In May 2013, Switchfoot was on tour and filming a movie, Fading West. The band's guitarist Drew Shirley said that it was "a surf documentary mixed with behind the scenes footage of the band" and that "the soundtrack will be released as a CD and it will be [their] next album". On September 17, 2013 Switchfoot released Fading West EP containing three songs from the full-length album. Two songs on the EP, "Who We Are" and "Love Alone Is Worth the Fight", were released in different radio formats as the lead singles promoting the upcoming album. The Fading West film premiered during the Fading West Tour which started in September 2013, and was released digitally on December 10, 2013. Switchfoot's ninth studio album, also titled Fading West, was released on January 14, 2014 through lowercase people and Atlantic Records.

In February 2014, in a YouTube Interview with Relevant magazine, Jon Foreman hinted that a new album was coming out in late 2014 or early 2015 which would mostly consist of the songs that were cut from the Fading West film. The album, an EP titled The Edge of the Earth, was released on September 9, 2014. Foreman also announced that he would be releasing between 30-50 new songs for his solo albums most likely during 2015.

Switchfoot toured in the UK, Ireland, Germany, Switzerland, Austria and the Netherlands in May and June 2015.
In July and August 2015, Switchfoot toured with Needtobreathe, Drew Holcomb and the Neighbors, and Colony House during the second leg of the 2015 "Tour De Compadres" tour.

===Where the Light Shines Through and hiatus (2015–2017)===

In August 2015, it was reported that Switchfoot would be releasing their tenth studio album in 2016.
On April 29, 2016, Concord Music Group announced that the band had signed a worldwide recording and co-publishing deal with Vanguard Records imprint and Concord's sister publishing unit, The Bicycle Music Company.
On May 12, 2016, Switchfoot announced that the album, titled Where the Light Shines Through, would be released on July 8, 2016. It was produced by Switchfoot and John Fields, with whom the band has worked on The Beautiful Letdown, Nothing Is Sound and Oh! Gravity.
The band supported the album with the Looking for America Tour, featuring Relient K and traveled to over 70 cities from September 17, 2016 through February 2017.

On December 6, 2016, Switchfoot revealed through an email newsletter and on their website that the premiere of their new film, Live from Hollywood Palladium, would coincide with their 2017 Summer Getaway event.

In July 2017, the band took to the road touring with Lifehouse on the "Looking for Summer" tour where the band delivered 30+ shows across the U.S. and Canada.
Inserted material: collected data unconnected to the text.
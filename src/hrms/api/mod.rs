//! Endpoint groups of the HRMS backend.
//!
//! Each module maps one resource family onto its REST endpoints:
//! - `auth`: sign-in and sign-up
//! - `dashboard`: summary statistics and activity feeds
//! - `employee`: employee CRUD and search
//! - `leave`: leave requests and approvals
//! - `attendance`: daily marks, check-ins and bulk saves
//! - `payroll`: payroll listings and status changes
//! - `performance`: performance reviews
//! - `department`: department CRUD and member listings
//!
//! Groups borrow the shared `ApiClient`; none of them keep state of their own.

pub mod attendance;
pub mod auth;
pub mod dashboard;
pub mod department;
pub mod employee;
pub mod leave;
pub mod payroll;
pub mod performance;

pub use attendance::AttendanceApi;
pub use auth::AuthApi;
pub use dashboard::DashboardApi;
pub use department::DepartmentApi;
pub use employee::EmployeeApi;
pub use leave::LeaveApi;
pub use payroll::PayrollApi;
pub use performance::PerformanceApi;
//! Employee records: CRUD plus free-text search.

use std::fmt::Display;

use serde::Serialize;

use crate::hrms::{
    error::Result,
    http::{ApiClient, Endpoint, Response},
};

const EMPLOYEES: &str = "employees";

pub struct EmployeeApi<'a> {
    api: &'a ApiClient,
}

impl<'a> EmployeeApi<'a> {
    pub(crate) const fn new(api: &'a ApiClient) -> Self {
        Self { api }
    }

    fn employees(&self) -> Endpoint {
        self.api.endpoint().segment(EMPLOYEES)
    }

    /// `GET /employees`
    ///
    /// # Errors
    /// Fails as described on [`ApiClient::send`].
    pub async fn all(&self) -> Result<Response> {
        self.api.get(self.employees().into_url()).await
    }

    /// `GET /employees/{id}`
    ///
    /// # Errors
    /// Fails as described on [`ApiClient::send`].
    pub async fn by_id(&self, id: impl Display) -> Result<Response> {
        self.api.get(self.employees().segment(id).into_url()).await
    }

    /// `POST /employees`
    ///
    /// # Errors
    /// Fails as described on [`ApiClient::send`].
    pub async fn create<B: Serialize + ?Sized>(&self, employee: &B) -> Result<Response> {
        self.api.post_json(self.employees().into_url(), employee).await
    }

    /// `PUT /employees/{id}`
    ///
    /// # Errors
    /// Fails as described on [`ApiClient::send`].
    pub async fn update<B: Serialize + ?Sized>(
        &self,
        id: impl Display,
        employee: &B,
    ) -> Result<Response> {
        let url = self.employees().segment(id).into_url();
        self.api.put_json(url, employee).await
    }

    /// `DELETE /employees/{id}`
    ///
    /// # Errors
    /// Fails as described on [`ApiClient::send`].
    pub async fn delete(&self, id: impl Display) -> Result<Response> {
        self.api.delete(self.employees().segment(id).into_url()).await
    }

    /// `GET /employees/search?q={query}`
    ///
    /// # Errors
    /// Fails as described on [`ApiClient::send`].
    pub async fn search(&self, query: &str) -> Result<Response> {
        let url = self
            .employees()
            .segment("search")
            .query("q", query)
            .into_url();
        self.api.get(url).await
    }
}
It was the first time that Lifehouse and Switchfoot had toured together. A new single, "Shine Like Gold," by Lifehouse and Switchfoot was released to help those affected by Hurricane Harvey while on tour.

On December 15, 2017, Switchfoot announced via their website and mailing list that, after returning home from their fall tour, they would be taking a hiatus "for the foreseeable future". The band said in their announcement, "For the first time in twenty years, we are taking an extended break."

===Native Tongue and Covers (2018–2021)===
On March 30, 2018, the band posted a clip on YouTube; they said that they had come out of their hiatus and were working on "Project 11". They previewed a heavy metal version of "Meant to Live", claiming it was their new sound. Two days later on April 1, it was revealed to be an April Fool's Joke.

On August 9, 2018, the band's song "You Found Me" was released as the single promoting the drama film Unbroken: Path to Redemption. The soundtrack album for the film was released on September 14, 2018.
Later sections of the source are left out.